Fue a la cocina con su copa y los sobres que encontrara. Podía ordenarlos y archivarlos ahora. Se sirvió una medida un poco más generosa de lo habitual, porque iba a guardar la botella, de modo que se merecía un pequeño extra. La propina. Sentada ante la mesa, quitó la banda elástica que rodeaba los papeles y los estudió. Casi todos eran de un banco y estaban dirigidos a Robert. First Interstate Bank. Curioso. No era su banco. El último sobre era más grande. Tenía un logo, nada más. RGB.
El primer resumen de cuenta estaba fechado en agosto y decía setenta y dos mil dólares. Cada mes, la suma crecía por los intereses. El último correspondía a enero y declaraba un monto de 73.512,55 dólares. ¿Por qué Robert tenía semejante suma inmovilizada en un banco?
En el sobre de RGB había un papel que lo explicaba todo. Un contrato. Por eso Robert tenía semejante suma.
Había llegado a un acuerdo con los del centro turístico y nunca se lo dijo a Jenna. El texto estaba lleno de frases legales referidas a indemnización y responsabilidades, además de un breve apartado que estipulaba la confidencialidad del acuerdo. ¿Firmado cuándo? El treinta de julio. Exactamente dos semanas después de que Bobby se ahogara. Apenas suficiente tiempo para que su cadáver se hubiese enfriado.

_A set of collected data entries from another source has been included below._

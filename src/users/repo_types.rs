use serde::{Deserialize, Serialize};
use serde_json::{Map, Value};
use sqlx::{types::Json, FromRow};
use time::OffsetDateTime;
use uuid::Uuid;

/// A job entry. Only `id` is interpreted; everything else is kept verbatim.
#[derive(Debug, Clone, PartialEq, Serialize, Deserialize)]
pub struct Job {
    pub id: String,
    #[serde(flatten)]
    pub fields: Map<String, Value>,
}

/// User record in the database.
#[derive(Debug, Clone, Serialize, Deserialize, FromRow)]
pub struct UserRecord {
    pub id: Uuid,                     // unique user ID
    pub email: String,                // unique, normalised email
    #[serde(skip_serializing)]
    pub password_hash: String,        // Argon2 hash, not exposed in JSON
    pub jobs: Json<Vec<Job>>,         // embedded, insertion ordered
    pub version: i64,                 // bumped on every jobs write
    pub created_at: OffsetDateTime,   // creation timestamp
}

impl UserRecord {
    pub fn new(email: &str, password_hash: &str) -> Self {
        Self {
            id: Uuid::new_v4(),
            email: email.to_string(),
            password_hash: password_hash.to_string(),
            jobs: Json(Vec::new()),
            version: 0,
            created_at: OffsetDateTime::now_utc(),
        }
    }

    pub fn jobs(&self) -> &[Job] {
        &self.jobs.0
    }

    pub fn jobs_mut(&mut self) -> &mut Vec<Job> {
        &mut self.jobs.0
    }
}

Bueno, esto merece otra copa de vino. Las reglas son reglas, pero a veces la realidad hace que las cosas no sean tan terminantes. Y, ¿qué era lo que estaba ocurriendo ese día en el que el patinazo de un camión liquidó la televisión matutina, y en el que la botella estaba más vacía que llena? Porque ya iba por debajo de la mitad, y para eso mejor terminarla y quitarse ese problema de encima. Pero ¿cuándo la descorché? ¿Hoy? No puede ser que me haya bebido una botella entera hoy, eso no está bien. Tiene que haber más, siempre hay más. No debajo del fregadero, porque Robert siempre mira ahí. Hay mejores lugares para esconder cosas que detrás de una caja de zapatos. Si vas a ocultar algo en este lugar, más vale que lo hagas bien. Debajo de fregaderos, detrás de cajas de zapatos; ésos son los primeros lugares donde cualquiera buscaría. Robert no conoce la puerta secreta. El compartimiento de las armas. Jenna ha oído decir que antiguamente la gente escondía armas en sus casas. Y en la de ellos hay una pared hueca en el armario del vestíbulo, a la que se accede por una puertita. Suficiente espacio como para esconder un par de armas, o unas cuantas botellas de vino. Una suerte de bodega en miniatura. ¿Por qué Robert no la conoce? Si la conociera, ¿no habría escondido los papeles allí, mucho mejor que detrás de la caja de zapatos? Quizá quería que Jenna los encontrara; así, se ahorraría el trabajo de contárselo. Sería algo que apareció solo, como por arte de magia. Probablemente, él calculó que transcurriría mucho tiempo antes de que yo me volviese a poner mis buenos zapatos, claro, como estoy tan deprimida y lo único que hacemos es encargar pollo al jengibre del restaurante chino, también unos buñuelos aguachirlados que saben a mierda envuelta en una fofa masa blanca. Si hubiese un arma en la caja de las armas, quizá alguien la usaría. Si en el primer acto se ve que hay un arma en ese lugar, en el quinto acto alguien la dispara. ¿O es en el cuarto acto? El tercero. No, el quinto. Siete, tres, cinco, uno, dos, cinco, cinco. Siéntate en el vestíbulo y descórchala, bébete una copa, dos tal vez. Lo mejor será terminarla antes de que llegue Robert con su traje gris y su corbata roja. Hoy es un día de esa clase. El día del traje gris.